United States District Court, Western District of Missouri
Sep 13, 2021
19-cv-06022-SRB (W.D. Mo. Sep. 13, 2021)

Opinion

19-cv-06022-SRB

09-13-2021

TERI L. DEAN, Plaintiff, v. EDWARD BEARDEN, et al., Defendants.


ORDER

STEPHEN R. BOUGH UNITED STATES DISTRICT JUDGE

Before the Court is Defendant Anne Precythe's (“Defendant Precythe”) Motion for Summary Judgment. (Doc. #93.) For the reasons discussed below, the motion is DENIED.

I. BACKGROUND

This lawsuit arises out of the alleged sexual abuse, harassment, and assault of Plaintiff Terri L. Dean (“Plaintiff”) by Corrections Officers Edward Bearden, Elijah L. Mosier, Todd E. Mustain, and Kevin L. Reed (“Corrections Officer Defendants”). For purposes of resolving the pending motion, the Court finds the following facts to be undisputed.

The Court notes that the applicable standard requires the disputed facts to be viewed in the light most favorable to the non-moving party, Plaintiff. The relevant facts are taken from the record, including the parties' briefs and exhibits. Only those facts necessary to resolve the pending motion are discussed, and those facts are simplified to the extent possible.

Plaintiff is an inmate in the custody of the Missouri Department of Corrections (“MDOC”). Between June 2012 and October 2018, Plaintiff was incarcerated at the Chillicothe Correctional Center (“Chillicothe”), which is operated by the MDOC. Plaintiff alleges that she was sexually abused, harassed, and assaulted by Corrections Officer Defendants during her incarceration at Chillicothe until she was transferred to the Women's Eastern Reception, Diagnostic and Correctional Center in Vandalia, Missouri.
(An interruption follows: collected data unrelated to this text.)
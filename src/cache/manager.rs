//! Cache-aside manager for post comment lists.
//!
//! The document store is the source of truth. The key-value store holds a
//! TTL-bounded shadow copy per post that is consulted only while the backend
//! is believed healthy. Cache faults are absorbed here: reads fall through to
//! the document store and failed writes downgrade health. Only document
//! store errors reach callers.

use std::sync::{Arc, Mutex, Weak};
use std::time::Instant as StdInstant;

use metrics::{counter, histogram};
use serde::Serialize;
use time::OffsetDateTime;
use tokio::task::JoinHandle;
use tokio::time::{Instant, MissedTickBehavior};
use tracing::{debug, info, instrument, warn};

use crate::application::repos::{CommentsRepo, RepoError};
use crate::domain::comments::{Comment, NewComment};

use super::config::CacheConfig;
use super::entry::{CacheEntry, epoch_millis};
use super::health::{HealthSnapshot, HealthTracker};
use super::keys::CacheKey;
use super::lock::mutex_lock;
use super::store::{KvError, KvStore};

const SOURCE: &str = "cache::manager";
const TARGET: &str = "inkpost::cache";

const METRIC_CACHE_HIT: &str = "inkpost_comment_cache_hit_total";
const METRIC_CACHE_MISS: &str = "inkpost_comment_cache_miss_total";
const METRIC_CACHE_BYPASS: &str = "inkpost_comment_cache_bypass_total";
const METRIC_CACHE_WRITE_FAILURE: &str = "inkpost_comment_cache_write_failure_total";
const METRIC_CACHE_PROBE: &str = "inkpost_comment_cache_probe_total";
const METRIC_STORE_READ_MS: &str = "inkpost_comment_store_read_ms";

#[derive(Debug, Clone, Copy, Default)]
pub struct GetOptions {
    /// Skip the cache read. The fresh list is still written back.
    pub force_refresh: bool,
}

impl GetOptions {
    pub fn force_refresh() -> Self {
        Self {
            force_refresh: true,
        }
    }
}

/// Comments for one post plus where they came from.
#[derive(Debug, Clone, PartialEq, Eq, Serialize)]
pub struct CommentListing {
    pub data: Vec<Comment>,
    pub from_cache: bool,
    /// Entry write time on a hit, read time otherwise (epoch milliseconds).
    pub timestamp: i64,
}

/// Stage-by-stage result of [`CommentCache::test_connection`].
#[derive(Debug, Clone, Copy, Default, PartialEq, Eq, Serialize)]
pub struct ConnectionReport {
    pub configured: bool,
    pub ping: bool,
    pub set_get: bool,
    pub cleanup: bool,
    pub overall: bool,
}

/// Cache-aside policy over a [`KvStore`] and a [`CommentsRepo`].
///
/// Construct one per process and share it by `Arc`. [`initialize`] starts
/// the background health probe and [`destroy`] stops it.
///
/// [`initialize`]: CommentCache::initialize
/// [`destroy`]: CommentCache::destroy
pub struct CommentCache {
    kv: Arc<dyn KvStore>,
    comments: Arc<dyn CommentsRepo>,
    config: CacheConfig,
    health: HealthTracker,
    probe_task: Mutex<Option<JoinHandle<()>>>,
}

impl CommentCache {
    pub fn new(
        kv: Arc<dyn KvStore>,
        comments: Arc<dyn CommentsRepo>,
        config: CacheConfig,
    ) -> Self {
        let health = HealthTracker::new(config.health_check_cooldown());
        Self {
            kv,
            comments,
            config,
            health,
            probe_task: Mutex::new(None),
        }
    }

    pub fn health(&self) -> HealthSnapshot {
        self.health.snapshot()
    }

    /// Probes the backend unless a probe ran within the cooldown window, in
    /// which case the last known status is returned.
    pub async fn check_health(&self) -> bool {
        let now = Instant::now();
        if !self.health.try_begin_probe(now) {
            let remaining_ms = self
                .health
                .cooldown_remaining(now)
                .map_or(0, |left| u64::try_from(left.as_millis()).unwrap_or(u64::MAX));
            debug!(target: TARGET, remaining_ms, "Skipping health probe during cooldown");
            return self.health.is_healthy();
        }

        let outcome = self.kv.ping().await;
        let healthy = outcome.is_ok();
        self.health.record_probe(healthy);
        counter!(METRIC_CACHE_PROBE, "result" => if healthy { "healthy" } else { "unhealthy" })
            .increment(1);

        match outcome {
            Ok(()) => debug!(target: TARGET, "Cache backend healthy"),
            Err(err) if err.is_not_configured() => {
                debug!(target: TARGET, "Cache backend not configured; staying unhealthy")
            }
            Err(err) => warn!(target: TARGET, error = %err, "Cache health probe failed"),
        }
        healthy
    }

    /// Reads a post's comments, from cache when possible.
    ///
    /// A cache hit is returned without consulting the document store. Every
    /// other path reads the document store and, while healthy, writes the
    /// result back under the default TTL.
    #[instrument(skip(self, options), fields(force_refresh = options.force_refresh))]
    pub async fn get_comments(
        &self,
        post_id: &str,
        options: GetOptions,
    ) -> Result<CommentListing, RepoError> {
        if !self.health.is_healthy() {
            self.check_health().await;
        }

        let key = CacheKey::comments(post_id);
        if options.force_refresh || !self.health.is_healthy() {
            let reason = if options.force_refresh {
                "force_refresh"
            } else {
                "unhealthy"
            };
            counter!(METRIC_CACHE_BYPASS, "reason" => reason).increment(1);
            debug!(target: TARGET, reason, "Bypassing comment cache");
        } else {
            match self.kv.get(&key).await {
                Ok(Some(entry)) => {
                    counter!(METRIC_CACHE_HIT).increment(1);
                    debug!(target: TARGET, count = entry.comments.len(), "Comment cache hit");
                    return Ok(CommentListing {
                        data: entry.comments,
                        from_cache: true,
                        timestamp: entry.timestamp,
                    });
                }
                Ok(None) => {
                    counter!(METRIC_CACHE_MISS).increment(1);
                    debug!(target: TARGET, "Comment cache miss");
                }
                Err(err) => {
                    counter!(METRIC_CACHE_MISS).increment(1);
                    warn!(target: TARGET, error = %err, "Comment cache read failed; treating as miss");
                }
            }
        }

        let started_at = StdInstant::now();
        let comments = self.comments.list_comments(post_id).await?;
        histogram!(METRIC_STORE_READ_MS).record(started_at.elapsed().as_secs_f64() * 1000.0);

        let entry = CacheEntry::new(comments);
        if self.health.is_healthy() {
            self.write_entry(&key, &entry, "get_comments").await;
        }

        Ok(CommentListing {
            data: entry.comments,
            from_cache: false,
            timestamp: epoch_millis(),
        })
    }

    /// Validates and creates a comment in the document store, then prepends
    /// it to the cached list on a best-effort basis.
    #[instrument(skip(self, params))]
    pub async fn add_comment(&self, post_id: &str, params: NewComment) -> Result<Comment, RepoError> {
        params
            .validate()
            .map_err(|err| RepoError::invalid_input(err.to_string()))?;

        let comment = self.comments.create_comment(params).await?;

        if !self.health.is_healthy() {
            debug!(target: TARGET, "Cache unhealthy; skipping update after create");
            return Ok(comment);
        }

        let key = CacheKey::comments(post_id);
        match self.kv.get(&key).await {
            Ok(current) => {
                let entry = match current {
                    Some(entry) => entry.prepended(comment.clone()),
                    None => CacheEntry::new(vec![comment.clone()]),
                };
                self.write_entry(&key, &entry, "add_comment").await;
            }
            Err(err) => self.discard_unreadable(&key, &err).await,
        }

        Ok(comment)
    }

    /// Deletes a comment from the document store, then removes it from the
    /// cached list if one exists. A cached list without the comment is left
    /// untouched.
    #[instrument(skip(self))]
    pub async fn delete_comment(&self, post_id: &str, comment_id: &str) -> Result<(), RepoError> {
        self.comments.delete_comment(comment_id).await?;

        if !self.health.is_healthy() {
            debug!(target: TARGET, "Cache unhealthy; skipping update after delete");
            return Ok(());
        }

        let key = CacheKey::comments(post_id);
        match self.kv.get(&key).await {
            Ok(Some(entry)) => match entry.without(comment_id) {
                Some(trimmed) => {
                    self.write_entry(&key, &trimmed, "delete_comment").await;
                }
                None => debug!(target: TARGET, "Deleted comment was not cached"),
            },
            Ok(None) => {}
            Err(err) => self.discard_unreadable(&key, &err).await,
        }

        Ok(())
    }

    /// Drops the cached list for `post_id`. Returns whether the backend
    /// acknowledged the delete.
    pub async fn invalidate(&self, post_id: &str) -> bool {
        let key = CacheKey::comments(post_id);
        match self.kv.delete(&key).await {
            Ok(()) => {
                info!(target: TARGET, key = %key, "Comment cache invalidated");
                true
            }
            Err(err) => {
                self.note_write_failure(&key, "invalidate", &err);
                false
            }
        }
    }

    /// Runs a first probe and, when the backend is configured, starts the
    /// periodic probe. Calling it again while the probe runs is a no-op.
    pub async fn initialize(self: &Arc<Self>) {
        info!(target: TARGET, "Initializing comment cache");
        let healthy = self.check_health().await;

        if !self.kv.is_configured() {
            info!(target: TARGET, "Cache backend not configured; periodic health checks disabled");
            return;
        }

        let mut slot = mutex_lock(&self.probe_task, SOURCE, "initialize");
        if slot.as_ref().is_some_and(|handle| !handle.is_finished()) {
            debug!(target: TARGET, "Periodic health checks already running");
            return;
        }

        let period = self.config.health_check_interval();
        *slot = Some(tokio::spawn(run_periodic_probe(Arc::downgrade(self))));
        info!(
            target: TARGET,
            healthy,
            interval_secs = period.as_secs(),
            "Periodic health checks started"
        );
    }

    /// Stops the periodic probe.
    pub fn destroy(&self) {
        if let Some(handle) = mutex_lock(&self.probe_task, SOURCE, "destroy").take() {
            handle.abort();
            info!(target: TARGET, "Periodic health checks stopped");
        }
    }

    pub fn has_periodic_probe(&self) -> bool {
        mutex_lock(&self.probe_task, SOURCE, "has_periodic_probe")
            .as_ref()
            .is_some_and(|handle| !handle.is_finished())
    }

    /// Exercises ping, set, get and delete against a scratch key.
    ///
    /// Stops at the first failing stage. Health state is left untouched.
    pub async fn test_connection(&self) -> ConnectionReport {
        let mut report = ConnectionReport::default();

        if !self.kv.is_configured() {
            warn!(target: TARGET, "Connection test: cache backend not configured");
            return report;
        }
        report.configured = true;

        if let Err(err) = self.kv.ping().await {
            warn!(target: TARGET, error = %err, "Connection test: ping failed");
            return report;
        }
        report.ping = true;

        let key = CacheKey::diagnostic();
        let probe = CacheEntry::new(vec![diagnostic_comment(&key)]);
        if let Err(err) = self.kv.set(&key, &probe, self.config.diagnostic_ttl()).await {
            warn!(target: TARGET, error = %err, "Connection test: set failed");
            return report;
        }

        report.set_get = match self.kv.get(&key).await {
            Ok(Some(read)) => read.comments == probe.comments,
            Ok(None) => false,
            Err(err) => {
                warn!(target: TARGET, error = %err, "Connection test: get failed");
                false
            }
        };
        if !report.set_get {
            warn!(target: TARGET, key = %key, "Connection test: value did not round-trip");
            return report;
        }

        report.cleanup = match self.kv.delete(&key).await {
            Ok(()) => true,
            Err(err) => {
                warn!(target: TARGET, error = %err, "Connection test: cleanup failed");
                false
            }
        };

        report.overall = report.configured && report.ping && report.set_get && report.cleanup;
        info!(target: TARGET, overall = report.overall, "Connection test finished");
        report
    }

    async fn write_entry(&self, key: &CacheKey, entry: &CacheEntry, operation: &'static str) -> bool {
        match self.kv.set(key, entry, self.config.default_ttl()).await {
            Ok(()) => {
                debug!(target: TARGET, key = %key, count = entry.count, operation, "Comment cache updated");
                true
            }
            Err(err) => {
                self.note_write_failure(key, operation, &err);
                false
            }
        }
    }

    /// An entry that cannot be read cannot be patched; drop it so the next
    /// read repopulates from the document store.
    async fn discard_unreadable(&self, key: &CacheKey, err: &KvError) {
        warn!(target: TARGET, key = %key, error = %err, "Cached list unreadable; discarding");
        if let Err(delete_err) = self.kv.delete(key).await {
            self.note_write_failure(key, "discard", &delete_err);
        }
    }

    fn note_write_failure(&self, key: &CacheKey, operation: &'static str, err: &KvError) {
        counter!(METRIC_CACHE_WRITE_FAILURE, "operation" => operation).increment(1);
        if self.health.mark_unhealthy() {
            warn!(
                target: TARGET,
                key = %key,
                operation,
                error = %err,
                "Cache write failed; marking backend unhealthy"
            );
        } else {
            debug!(target: TARGET, key = %key, operation, error = %err, "Cache write failed");
        }
    }
}

impl Drop for CommentCache {
    fn drop(&mut self) {
        if let Some(handle) = mutex_lock(&self.probe_task, SOURCE, "drop").take() {
            handle.abort();
        }
    }
}

async fn run_periodic_probe(cache: Weak<CommentCache>) {
    let Some(period) = cache.upgrade().map(|cache| cache.config.health_check_interval()) else {
        return;
    };
    let mut interval = tokio::time::interval(period);
    interval.set_missed_tick_behavior(MissedTickBehavior::Delay);
    interval.tick().await; // first tick completes immediately

    loop {
        interval.tick().await;
        let Some(cache) = cache.upgrade() else {
            break;
        };
        cache.check_health().await;
    }
}

fn diagnostic_comment(key: &CacheKey) -> Comment {
    Comment {
        id: key.as_str().to_string(),
        post_id: key.as_str().to_string(),
        content: "connection test".to_string(),
        author_id: "inkpost".to_string(),
        author_name: "inkpost".to_string(),
        created_at: OffsetDateTime::now_utc(),
    }
}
Specifically, regarding Corrections Officer Defendant Edward Bearden (“Bearden”), Plaintiff claims he sexually abused her at various times between 2012 and 2018, including throughout June 2018 and early July 2018. Defendant Precythe is the Director of the MDOC and has served in that role since February 7, 2017.

Inmate complaints and personnel matters are generally investigated by the Office of Professional Standards. Defendant Precythe typically relies on a team of Division Directors in the Office of Professional Standards to inform her of complaints against MDOC staff. Plaintiff never had specific discussions with Defendant Precythe about Plaintiff's claims of sexual abuse by Corrections Officer Defendants, including the claims against Bearden.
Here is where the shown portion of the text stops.